_DATA FOR REVIEW_.

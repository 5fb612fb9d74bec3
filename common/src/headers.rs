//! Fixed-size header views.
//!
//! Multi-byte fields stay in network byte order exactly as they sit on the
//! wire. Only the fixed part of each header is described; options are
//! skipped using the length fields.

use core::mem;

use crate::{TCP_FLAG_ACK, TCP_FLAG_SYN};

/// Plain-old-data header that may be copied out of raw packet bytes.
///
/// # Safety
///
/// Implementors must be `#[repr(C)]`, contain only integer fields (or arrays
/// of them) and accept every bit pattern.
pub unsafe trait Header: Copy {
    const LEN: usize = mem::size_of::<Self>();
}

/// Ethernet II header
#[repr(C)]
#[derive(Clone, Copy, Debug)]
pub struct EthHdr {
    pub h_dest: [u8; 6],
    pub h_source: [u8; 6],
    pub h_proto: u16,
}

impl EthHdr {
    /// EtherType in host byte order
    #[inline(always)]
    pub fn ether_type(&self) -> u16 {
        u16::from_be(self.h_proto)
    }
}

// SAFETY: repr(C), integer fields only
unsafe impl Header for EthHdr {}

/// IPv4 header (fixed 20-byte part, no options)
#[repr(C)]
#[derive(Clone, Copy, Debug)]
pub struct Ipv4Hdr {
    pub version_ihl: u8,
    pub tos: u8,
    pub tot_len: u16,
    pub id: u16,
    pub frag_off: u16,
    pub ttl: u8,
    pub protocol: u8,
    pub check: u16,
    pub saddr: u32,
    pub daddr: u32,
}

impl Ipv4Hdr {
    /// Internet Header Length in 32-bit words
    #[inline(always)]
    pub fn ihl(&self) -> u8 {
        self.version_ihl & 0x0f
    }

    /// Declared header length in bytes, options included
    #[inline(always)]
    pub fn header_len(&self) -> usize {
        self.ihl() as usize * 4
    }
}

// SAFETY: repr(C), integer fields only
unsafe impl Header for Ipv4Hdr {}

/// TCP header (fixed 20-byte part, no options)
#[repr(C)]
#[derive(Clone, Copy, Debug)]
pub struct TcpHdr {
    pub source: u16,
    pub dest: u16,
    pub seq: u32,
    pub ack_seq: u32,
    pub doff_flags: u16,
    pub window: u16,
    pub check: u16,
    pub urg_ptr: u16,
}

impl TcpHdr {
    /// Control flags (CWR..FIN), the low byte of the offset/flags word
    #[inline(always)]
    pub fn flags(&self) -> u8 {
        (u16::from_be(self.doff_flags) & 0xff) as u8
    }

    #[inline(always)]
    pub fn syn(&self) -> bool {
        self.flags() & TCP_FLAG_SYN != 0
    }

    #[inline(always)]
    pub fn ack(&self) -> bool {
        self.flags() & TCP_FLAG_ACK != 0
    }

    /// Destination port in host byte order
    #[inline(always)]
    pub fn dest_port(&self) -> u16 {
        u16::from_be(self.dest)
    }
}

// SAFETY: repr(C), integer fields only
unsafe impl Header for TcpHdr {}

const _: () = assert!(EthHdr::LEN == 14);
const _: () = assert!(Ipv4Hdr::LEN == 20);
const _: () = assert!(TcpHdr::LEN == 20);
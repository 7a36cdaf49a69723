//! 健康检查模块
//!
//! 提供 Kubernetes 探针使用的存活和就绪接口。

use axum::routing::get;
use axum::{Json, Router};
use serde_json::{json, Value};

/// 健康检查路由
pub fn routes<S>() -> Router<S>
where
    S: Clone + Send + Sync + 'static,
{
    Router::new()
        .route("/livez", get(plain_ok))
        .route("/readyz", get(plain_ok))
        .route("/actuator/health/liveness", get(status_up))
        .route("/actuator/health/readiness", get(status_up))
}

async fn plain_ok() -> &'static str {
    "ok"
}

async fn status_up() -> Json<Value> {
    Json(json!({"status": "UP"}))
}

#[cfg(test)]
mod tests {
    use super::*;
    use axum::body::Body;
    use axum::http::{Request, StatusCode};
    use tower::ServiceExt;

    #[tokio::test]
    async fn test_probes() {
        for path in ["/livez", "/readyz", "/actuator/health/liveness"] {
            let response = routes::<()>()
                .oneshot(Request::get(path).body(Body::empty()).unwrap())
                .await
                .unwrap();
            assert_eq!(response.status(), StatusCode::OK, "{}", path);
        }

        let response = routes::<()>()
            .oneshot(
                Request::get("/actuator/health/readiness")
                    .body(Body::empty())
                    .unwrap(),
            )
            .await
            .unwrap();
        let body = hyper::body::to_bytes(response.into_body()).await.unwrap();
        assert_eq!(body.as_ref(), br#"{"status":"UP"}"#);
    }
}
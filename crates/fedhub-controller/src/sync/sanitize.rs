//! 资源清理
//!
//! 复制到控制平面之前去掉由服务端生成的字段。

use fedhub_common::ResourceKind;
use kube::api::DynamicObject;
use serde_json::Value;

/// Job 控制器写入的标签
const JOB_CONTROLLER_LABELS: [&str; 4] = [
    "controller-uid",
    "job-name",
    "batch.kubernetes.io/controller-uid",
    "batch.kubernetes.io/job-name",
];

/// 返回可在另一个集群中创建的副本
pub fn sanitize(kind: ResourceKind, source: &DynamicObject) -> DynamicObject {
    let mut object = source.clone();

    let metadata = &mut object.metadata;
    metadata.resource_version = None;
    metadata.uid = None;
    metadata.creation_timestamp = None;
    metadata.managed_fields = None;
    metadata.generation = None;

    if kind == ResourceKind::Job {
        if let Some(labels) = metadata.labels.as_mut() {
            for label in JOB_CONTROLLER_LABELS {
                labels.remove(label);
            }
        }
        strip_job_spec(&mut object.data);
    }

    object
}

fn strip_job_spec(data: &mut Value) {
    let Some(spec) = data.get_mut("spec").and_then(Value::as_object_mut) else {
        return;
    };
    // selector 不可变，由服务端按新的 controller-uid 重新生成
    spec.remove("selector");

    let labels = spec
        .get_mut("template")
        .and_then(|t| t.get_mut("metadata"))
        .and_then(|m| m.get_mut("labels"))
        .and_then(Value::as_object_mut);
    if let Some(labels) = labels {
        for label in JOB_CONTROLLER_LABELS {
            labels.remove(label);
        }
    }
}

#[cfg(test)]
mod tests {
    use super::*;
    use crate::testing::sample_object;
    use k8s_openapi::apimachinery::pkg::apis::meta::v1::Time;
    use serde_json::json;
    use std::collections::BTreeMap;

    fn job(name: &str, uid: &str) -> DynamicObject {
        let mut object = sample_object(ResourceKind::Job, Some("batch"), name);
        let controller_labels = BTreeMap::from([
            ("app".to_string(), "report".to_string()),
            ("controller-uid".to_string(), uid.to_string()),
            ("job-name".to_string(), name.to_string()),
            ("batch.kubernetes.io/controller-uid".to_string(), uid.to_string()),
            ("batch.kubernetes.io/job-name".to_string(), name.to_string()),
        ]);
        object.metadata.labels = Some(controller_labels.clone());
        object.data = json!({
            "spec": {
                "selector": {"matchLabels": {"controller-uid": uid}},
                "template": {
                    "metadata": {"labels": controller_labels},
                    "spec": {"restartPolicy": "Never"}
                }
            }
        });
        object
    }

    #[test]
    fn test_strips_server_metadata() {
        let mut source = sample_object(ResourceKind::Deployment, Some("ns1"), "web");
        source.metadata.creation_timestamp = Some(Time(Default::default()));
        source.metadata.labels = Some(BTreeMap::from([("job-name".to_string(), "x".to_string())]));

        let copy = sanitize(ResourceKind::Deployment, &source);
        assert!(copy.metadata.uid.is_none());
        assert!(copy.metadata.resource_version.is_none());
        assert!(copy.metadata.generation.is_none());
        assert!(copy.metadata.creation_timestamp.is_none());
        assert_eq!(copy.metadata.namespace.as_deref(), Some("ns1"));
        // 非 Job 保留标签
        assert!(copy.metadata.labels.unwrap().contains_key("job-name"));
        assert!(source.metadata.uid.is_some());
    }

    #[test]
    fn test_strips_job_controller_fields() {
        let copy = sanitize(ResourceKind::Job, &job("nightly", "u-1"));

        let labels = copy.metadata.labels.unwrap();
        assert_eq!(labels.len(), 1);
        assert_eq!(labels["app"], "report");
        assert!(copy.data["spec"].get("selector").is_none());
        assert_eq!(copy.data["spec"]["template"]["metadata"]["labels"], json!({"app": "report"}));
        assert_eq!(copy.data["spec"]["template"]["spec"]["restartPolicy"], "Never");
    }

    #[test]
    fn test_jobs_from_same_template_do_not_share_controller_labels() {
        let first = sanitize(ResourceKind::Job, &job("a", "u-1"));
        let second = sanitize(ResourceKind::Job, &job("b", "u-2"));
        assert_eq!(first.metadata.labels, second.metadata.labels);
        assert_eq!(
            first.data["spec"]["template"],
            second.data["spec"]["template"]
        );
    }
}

* * *

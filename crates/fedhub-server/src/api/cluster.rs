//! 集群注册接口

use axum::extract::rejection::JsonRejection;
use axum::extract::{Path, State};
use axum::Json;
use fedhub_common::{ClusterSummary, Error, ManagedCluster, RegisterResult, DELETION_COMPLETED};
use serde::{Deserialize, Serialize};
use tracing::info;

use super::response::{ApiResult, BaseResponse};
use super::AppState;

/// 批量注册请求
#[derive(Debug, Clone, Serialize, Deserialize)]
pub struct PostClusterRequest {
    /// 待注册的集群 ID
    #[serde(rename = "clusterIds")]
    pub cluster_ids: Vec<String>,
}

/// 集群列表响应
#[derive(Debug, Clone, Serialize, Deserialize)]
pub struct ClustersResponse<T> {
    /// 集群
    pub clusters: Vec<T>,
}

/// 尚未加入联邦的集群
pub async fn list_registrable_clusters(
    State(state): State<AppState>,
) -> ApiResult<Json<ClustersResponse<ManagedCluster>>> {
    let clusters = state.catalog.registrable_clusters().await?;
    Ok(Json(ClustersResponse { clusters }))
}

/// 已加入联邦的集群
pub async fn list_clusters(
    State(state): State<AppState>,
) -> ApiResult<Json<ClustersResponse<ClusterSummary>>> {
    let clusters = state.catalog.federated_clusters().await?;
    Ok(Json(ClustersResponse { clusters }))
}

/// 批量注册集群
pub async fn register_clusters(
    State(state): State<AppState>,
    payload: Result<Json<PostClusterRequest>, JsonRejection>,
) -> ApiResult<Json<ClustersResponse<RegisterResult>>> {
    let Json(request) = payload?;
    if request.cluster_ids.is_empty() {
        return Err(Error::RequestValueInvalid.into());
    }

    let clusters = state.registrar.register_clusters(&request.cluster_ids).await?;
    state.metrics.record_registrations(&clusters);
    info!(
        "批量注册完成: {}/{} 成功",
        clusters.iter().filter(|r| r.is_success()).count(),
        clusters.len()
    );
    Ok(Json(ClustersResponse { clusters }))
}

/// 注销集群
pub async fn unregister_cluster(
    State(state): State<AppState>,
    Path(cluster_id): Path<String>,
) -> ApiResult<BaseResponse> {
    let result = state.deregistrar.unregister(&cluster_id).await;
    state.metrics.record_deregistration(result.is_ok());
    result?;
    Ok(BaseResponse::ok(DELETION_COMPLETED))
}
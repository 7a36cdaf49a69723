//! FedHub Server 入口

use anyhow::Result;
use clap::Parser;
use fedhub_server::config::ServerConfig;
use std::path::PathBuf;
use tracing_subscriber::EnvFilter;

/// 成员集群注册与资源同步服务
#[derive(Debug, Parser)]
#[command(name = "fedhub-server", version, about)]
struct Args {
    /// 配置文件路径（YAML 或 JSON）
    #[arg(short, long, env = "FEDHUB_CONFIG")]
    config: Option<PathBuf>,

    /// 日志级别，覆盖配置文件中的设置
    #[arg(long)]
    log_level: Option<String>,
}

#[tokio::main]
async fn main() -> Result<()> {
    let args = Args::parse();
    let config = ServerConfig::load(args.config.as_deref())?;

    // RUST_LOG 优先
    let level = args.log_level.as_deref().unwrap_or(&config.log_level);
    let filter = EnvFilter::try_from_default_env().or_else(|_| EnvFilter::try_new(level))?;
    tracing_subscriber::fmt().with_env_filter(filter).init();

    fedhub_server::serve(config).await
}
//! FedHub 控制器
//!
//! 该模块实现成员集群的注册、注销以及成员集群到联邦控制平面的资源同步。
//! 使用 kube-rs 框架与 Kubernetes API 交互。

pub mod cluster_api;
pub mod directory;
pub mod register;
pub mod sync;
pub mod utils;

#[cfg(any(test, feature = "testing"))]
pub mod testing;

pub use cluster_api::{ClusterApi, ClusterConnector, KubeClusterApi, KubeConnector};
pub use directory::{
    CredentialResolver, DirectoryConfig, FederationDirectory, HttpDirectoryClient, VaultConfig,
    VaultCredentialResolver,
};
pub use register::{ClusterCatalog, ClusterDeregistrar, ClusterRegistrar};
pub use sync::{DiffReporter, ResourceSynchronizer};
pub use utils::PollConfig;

_PROBLEM REQUIREMENTS_. Extract exactly and only the lines above from the line containing "repository 5fb612fb9d74bec3" through the line containing "the length fields.", both end lines included.

_RESULT OF THIS EXERCISE_.
repository 5fb612fb9d74bec3
filename common/src/headers.rs
//! Fixed-size header views.
//!
//! Multi-byte fields stay in network byte order exactly as they sit on the
//! wire. Only the fixed part of each header is described; options are
//! skipped using the length fields.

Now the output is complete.